The trouble with Catholic and Anglican priests’ indulgences

In matters of great moral importance, making people uncomfortable while pursuing reform is not a sin.

• March 28, 2021
A composite of heads of Anglican and Catholic in Nigeria
A composite of heads of Anglican and Catholic in Nigeria

While we had our eyes set on entertainers like Prophet Odumeje, entrepreneurs like Apostle Johnson Suleman, actors like Prophet T.B. Joshua, quack scientists like Rev. Chris Oyakhilome, con artists like Jesus of Nkpor, and so many others under the radar, supposedly decent clergymen in the Catholic and Anglican denominations indulge themselves in the same behaviours as their Pentecostal contemporaries.

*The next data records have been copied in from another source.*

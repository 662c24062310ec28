use crate::package::WorkbookArchive;

/// The document's "last modified by" core property, if recorded.
///
/// Absent part, malformed XML or a missing element all yield `None`; author
/// attribution is informational and never fails a snapshot.
pub fn last_author(archive: &WorkbookArchive) -> Option<String> {
    let xml = std::str::from_utf8(archive.part("docProps/core.xml")?).ok()?;
    let doc = roxmltree::Document::parse(xml).ok()?;

    doc.descendants()
        .find(|n| n.is_element() && n.tag_name().name() == "lastModifiedBy")
        .and_then(|n| n.text())
        .map(|s| s.trim().to_string())
        .filter(|s| !s.is_empty())
}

In 2011, we were all repulsed when Bishop David Oyedepo of the Living Faith Church, aka Winners’ Chapel, slapped an indigent young woman for saying to him that she was a witch for Christ. Then, our disgust at the bishop’s inhumanity and his unchecked arrogance knew no bounds. But some bishops in the Catholic and Anglican churches daily slap around, in subtle and not so subtle ways, the members’ intelligence. The arrogance in some of them is at the same level as that of our worst military dictators. The faithful are often left wondering where the Christ in them had gone when the bishops display their inhumanity.

While defending himself in 2018 of the allegations that he collected ₦260 million to build his retirement home, the Anglican Bishop of Lagos Diocese of the Church of Nigeria, Adebola Ademowo, justified it by saying that he had served the church for 18 years as a bishop. He said that when he came in, he met only ₦1.5 million in the account with over ₦3 million a month in salary obligations. Ademowo said that he put the church in a great financial state during his time by building flats in Lekki and Ikoyi that generated over N60 million annually.

Like a corporate executive, he touted hostels at Ajayi Crowther University that generated N20 million a year. Like a CEO who had impressed shareholders with excellent returns on their investments, Mr. Ademowo said that when the Diocesan Board became aware that he was building a retirement home, they supported him with N200 million.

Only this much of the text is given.